(Stored entries)
•••
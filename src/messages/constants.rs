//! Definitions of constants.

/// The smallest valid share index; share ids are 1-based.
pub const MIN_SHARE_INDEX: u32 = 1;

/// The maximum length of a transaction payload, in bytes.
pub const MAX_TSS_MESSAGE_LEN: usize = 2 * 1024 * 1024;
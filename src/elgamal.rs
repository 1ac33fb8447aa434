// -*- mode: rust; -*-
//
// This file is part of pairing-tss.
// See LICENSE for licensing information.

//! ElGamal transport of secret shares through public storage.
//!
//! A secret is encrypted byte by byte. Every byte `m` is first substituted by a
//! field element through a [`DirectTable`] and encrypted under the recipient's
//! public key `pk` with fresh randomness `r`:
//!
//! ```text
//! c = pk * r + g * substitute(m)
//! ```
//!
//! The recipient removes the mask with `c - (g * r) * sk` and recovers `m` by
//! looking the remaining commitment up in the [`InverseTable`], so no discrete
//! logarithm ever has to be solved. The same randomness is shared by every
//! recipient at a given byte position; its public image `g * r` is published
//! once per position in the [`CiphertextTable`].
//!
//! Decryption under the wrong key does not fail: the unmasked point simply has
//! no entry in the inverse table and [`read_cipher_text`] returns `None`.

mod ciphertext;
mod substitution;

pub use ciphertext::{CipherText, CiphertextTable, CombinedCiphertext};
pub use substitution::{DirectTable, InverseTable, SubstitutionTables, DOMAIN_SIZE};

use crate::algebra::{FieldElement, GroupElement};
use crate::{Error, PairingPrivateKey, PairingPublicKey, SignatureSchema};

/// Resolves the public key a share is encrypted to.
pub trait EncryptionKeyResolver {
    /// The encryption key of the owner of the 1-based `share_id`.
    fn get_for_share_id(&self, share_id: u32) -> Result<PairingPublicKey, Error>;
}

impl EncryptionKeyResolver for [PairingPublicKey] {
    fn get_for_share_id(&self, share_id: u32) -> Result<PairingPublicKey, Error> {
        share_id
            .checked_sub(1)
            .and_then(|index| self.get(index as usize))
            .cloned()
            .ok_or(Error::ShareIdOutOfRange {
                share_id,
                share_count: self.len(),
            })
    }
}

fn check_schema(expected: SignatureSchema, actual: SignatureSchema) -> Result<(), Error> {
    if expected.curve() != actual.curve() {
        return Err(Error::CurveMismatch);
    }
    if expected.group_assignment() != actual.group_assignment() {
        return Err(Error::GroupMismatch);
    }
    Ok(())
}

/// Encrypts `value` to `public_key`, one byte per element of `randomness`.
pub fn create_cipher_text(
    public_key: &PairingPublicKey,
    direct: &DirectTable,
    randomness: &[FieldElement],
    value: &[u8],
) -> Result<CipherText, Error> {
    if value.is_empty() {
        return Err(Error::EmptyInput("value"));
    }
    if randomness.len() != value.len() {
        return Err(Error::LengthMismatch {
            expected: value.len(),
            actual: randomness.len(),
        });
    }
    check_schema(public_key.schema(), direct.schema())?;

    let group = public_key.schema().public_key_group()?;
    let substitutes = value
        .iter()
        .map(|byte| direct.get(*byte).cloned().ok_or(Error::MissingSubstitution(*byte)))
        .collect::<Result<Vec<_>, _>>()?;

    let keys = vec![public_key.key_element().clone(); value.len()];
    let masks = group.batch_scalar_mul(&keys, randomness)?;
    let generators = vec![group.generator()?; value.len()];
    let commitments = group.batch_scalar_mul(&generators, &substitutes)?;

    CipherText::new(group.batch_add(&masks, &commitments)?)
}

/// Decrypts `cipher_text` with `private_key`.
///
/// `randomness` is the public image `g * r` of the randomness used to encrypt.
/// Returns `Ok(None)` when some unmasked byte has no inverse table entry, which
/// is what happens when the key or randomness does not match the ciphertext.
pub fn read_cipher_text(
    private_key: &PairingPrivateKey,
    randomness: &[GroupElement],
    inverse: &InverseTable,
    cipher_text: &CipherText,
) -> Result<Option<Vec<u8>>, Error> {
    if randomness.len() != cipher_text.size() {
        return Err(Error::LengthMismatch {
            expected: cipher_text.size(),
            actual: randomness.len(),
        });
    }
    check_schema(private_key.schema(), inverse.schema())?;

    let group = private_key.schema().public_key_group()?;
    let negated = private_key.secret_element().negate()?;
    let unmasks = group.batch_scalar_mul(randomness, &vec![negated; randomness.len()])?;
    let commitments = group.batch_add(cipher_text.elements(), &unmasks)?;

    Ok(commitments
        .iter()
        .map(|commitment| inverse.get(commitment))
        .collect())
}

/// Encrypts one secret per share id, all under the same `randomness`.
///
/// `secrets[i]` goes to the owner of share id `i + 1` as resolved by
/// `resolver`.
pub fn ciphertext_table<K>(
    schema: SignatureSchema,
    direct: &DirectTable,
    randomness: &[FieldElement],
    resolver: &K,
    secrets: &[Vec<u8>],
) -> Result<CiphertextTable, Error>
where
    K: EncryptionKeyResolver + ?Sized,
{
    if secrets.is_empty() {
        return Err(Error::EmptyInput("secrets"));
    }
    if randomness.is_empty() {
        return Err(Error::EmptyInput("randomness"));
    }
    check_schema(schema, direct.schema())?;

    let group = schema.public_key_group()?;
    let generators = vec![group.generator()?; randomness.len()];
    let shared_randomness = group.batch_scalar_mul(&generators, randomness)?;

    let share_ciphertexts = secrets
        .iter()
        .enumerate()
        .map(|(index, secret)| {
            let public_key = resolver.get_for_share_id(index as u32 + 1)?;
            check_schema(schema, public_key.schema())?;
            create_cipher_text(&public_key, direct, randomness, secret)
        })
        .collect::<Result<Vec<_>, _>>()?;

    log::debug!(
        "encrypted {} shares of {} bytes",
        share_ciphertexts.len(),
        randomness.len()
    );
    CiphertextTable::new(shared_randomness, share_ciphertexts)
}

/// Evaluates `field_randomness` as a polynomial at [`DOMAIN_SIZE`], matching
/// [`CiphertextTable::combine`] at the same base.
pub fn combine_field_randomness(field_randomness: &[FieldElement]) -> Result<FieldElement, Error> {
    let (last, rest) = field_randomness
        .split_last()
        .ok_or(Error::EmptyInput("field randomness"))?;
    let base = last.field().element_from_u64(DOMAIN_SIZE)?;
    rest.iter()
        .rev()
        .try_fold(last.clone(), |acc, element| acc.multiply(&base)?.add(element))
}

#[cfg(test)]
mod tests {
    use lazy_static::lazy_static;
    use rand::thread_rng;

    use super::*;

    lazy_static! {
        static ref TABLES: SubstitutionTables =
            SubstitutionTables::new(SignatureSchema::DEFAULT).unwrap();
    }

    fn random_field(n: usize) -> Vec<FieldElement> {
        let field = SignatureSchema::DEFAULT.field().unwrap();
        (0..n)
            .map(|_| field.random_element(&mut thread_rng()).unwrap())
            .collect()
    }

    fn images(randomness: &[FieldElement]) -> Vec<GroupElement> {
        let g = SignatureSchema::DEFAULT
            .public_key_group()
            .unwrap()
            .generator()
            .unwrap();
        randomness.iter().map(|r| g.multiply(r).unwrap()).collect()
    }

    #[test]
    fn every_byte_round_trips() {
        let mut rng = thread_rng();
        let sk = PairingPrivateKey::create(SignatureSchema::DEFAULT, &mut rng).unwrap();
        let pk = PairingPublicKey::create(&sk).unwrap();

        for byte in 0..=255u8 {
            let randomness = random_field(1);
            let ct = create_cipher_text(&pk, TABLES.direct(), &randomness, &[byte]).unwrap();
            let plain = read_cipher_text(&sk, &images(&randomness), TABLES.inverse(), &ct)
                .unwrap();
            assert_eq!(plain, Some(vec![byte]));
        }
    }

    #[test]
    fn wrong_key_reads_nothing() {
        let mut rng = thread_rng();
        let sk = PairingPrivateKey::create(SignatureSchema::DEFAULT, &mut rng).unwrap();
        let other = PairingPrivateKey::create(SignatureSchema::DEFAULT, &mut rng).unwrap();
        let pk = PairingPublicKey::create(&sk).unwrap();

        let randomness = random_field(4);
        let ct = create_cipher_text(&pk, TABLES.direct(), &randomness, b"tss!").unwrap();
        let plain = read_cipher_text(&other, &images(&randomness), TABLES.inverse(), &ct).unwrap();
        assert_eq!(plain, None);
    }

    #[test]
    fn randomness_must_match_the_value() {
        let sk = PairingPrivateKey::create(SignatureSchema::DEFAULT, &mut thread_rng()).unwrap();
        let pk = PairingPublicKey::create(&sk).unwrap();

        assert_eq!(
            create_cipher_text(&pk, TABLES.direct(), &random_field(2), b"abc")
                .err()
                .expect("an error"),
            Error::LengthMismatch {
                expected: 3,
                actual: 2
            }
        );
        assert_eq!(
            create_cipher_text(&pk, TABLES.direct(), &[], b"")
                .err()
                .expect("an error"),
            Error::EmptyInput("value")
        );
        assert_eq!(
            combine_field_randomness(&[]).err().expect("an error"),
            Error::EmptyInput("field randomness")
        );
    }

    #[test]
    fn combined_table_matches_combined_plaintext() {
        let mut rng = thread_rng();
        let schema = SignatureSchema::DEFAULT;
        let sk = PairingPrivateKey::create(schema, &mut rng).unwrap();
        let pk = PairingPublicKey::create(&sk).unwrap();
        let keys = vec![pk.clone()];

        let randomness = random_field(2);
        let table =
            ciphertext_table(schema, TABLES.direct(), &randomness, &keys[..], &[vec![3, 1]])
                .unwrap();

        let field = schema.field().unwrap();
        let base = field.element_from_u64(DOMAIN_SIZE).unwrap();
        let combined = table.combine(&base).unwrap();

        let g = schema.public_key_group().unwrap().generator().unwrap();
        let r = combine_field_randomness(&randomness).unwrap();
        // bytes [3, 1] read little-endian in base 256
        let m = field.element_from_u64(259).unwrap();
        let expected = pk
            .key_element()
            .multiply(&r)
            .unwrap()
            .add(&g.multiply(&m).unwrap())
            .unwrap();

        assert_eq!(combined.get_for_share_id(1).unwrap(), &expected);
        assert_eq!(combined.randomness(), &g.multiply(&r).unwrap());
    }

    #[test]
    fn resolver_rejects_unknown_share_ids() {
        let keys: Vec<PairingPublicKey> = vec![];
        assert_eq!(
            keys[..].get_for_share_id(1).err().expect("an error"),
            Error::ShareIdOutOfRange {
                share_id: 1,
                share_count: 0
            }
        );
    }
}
•••
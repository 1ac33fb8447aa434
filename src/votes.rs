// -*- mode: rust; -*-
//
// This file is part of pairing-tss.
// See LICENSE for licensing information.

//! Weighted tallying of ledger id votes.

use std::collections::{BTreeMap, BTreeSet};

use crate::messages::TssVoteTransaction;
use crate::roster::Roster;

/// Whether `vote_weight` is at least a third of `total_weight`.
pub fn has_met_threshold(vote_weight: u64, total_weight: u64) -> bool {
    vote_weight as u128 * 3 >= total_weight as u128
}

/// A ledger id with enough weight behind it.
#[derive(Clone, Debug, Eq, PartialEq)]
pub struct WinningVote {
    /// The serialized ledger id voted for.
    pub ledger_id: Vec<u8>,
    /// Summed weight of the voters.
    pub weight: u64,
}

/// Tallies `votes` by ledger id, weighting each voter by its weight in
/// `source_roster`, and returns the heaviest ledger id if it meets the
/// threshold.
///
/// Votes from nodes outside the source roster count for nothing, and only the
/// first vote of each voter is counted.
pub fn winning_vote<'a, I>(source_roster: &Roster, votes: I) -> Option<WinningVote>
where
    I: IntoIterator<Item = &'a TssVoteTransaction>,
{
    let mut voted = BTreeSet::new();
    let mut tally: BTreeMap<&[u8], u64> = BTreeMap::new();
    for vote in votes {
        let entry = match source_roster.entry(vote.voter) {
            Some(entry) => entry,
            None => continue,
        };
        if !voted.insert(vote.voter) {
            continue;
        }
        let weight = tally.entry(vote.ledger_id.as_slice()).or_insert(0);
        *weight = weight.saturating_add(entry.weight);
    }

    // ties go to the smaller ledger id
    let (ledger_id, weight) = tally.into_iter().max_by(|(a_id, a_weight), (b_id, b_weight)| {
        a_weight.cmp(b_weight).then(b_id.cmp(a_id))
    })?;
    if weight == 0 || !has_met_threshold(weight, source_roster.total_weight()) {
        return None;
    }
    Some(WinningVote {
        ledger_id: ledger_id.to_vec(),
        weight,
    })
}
•••
> TASK DESCRIPTION
Starting with the line with "filename src/messages/constants.rs" above and going on through the line with "so no discrete", transcribe every line exactly, both ends included, and add nothing.

> SOLVED EXERCISE
filename src/messages/constants.rs
//! Definitions of constants.

/// The smallest valid share index; share ids are 1-based.
pub const MIN_SHARE_INDEX: u32 = 1;

/// The maximum length of a transaction payload, in bytes.
pub const MAX_TSS_MESSAGE_LEN: usize = 2 * 1024 * 1024;
filename src/elgamal.rs
repository 1ac33fb8447aa434
// -*- mode: rust; -*-
//
// This file is part of pairing-tss.
// See LICENSE for licensing information.

//! ElGamal transport of secret shares through public storage.
//!
//! A secret is encrypted byte by byte. Every byte `m` is first substituted by a
//! field element through a [`DirectTable`] and encrypted under the recipient's
//! public key `pk` with fresh randomness `r`:
//!
//! ```text
//! c = pk * r + g * substitute(m)
//! ```
//!
//! The recipient removes the mask with `c - (g * r) * sk` and recovers `m` by
//! looking the remaining commitment up in the [`InverseTable`], so no discrete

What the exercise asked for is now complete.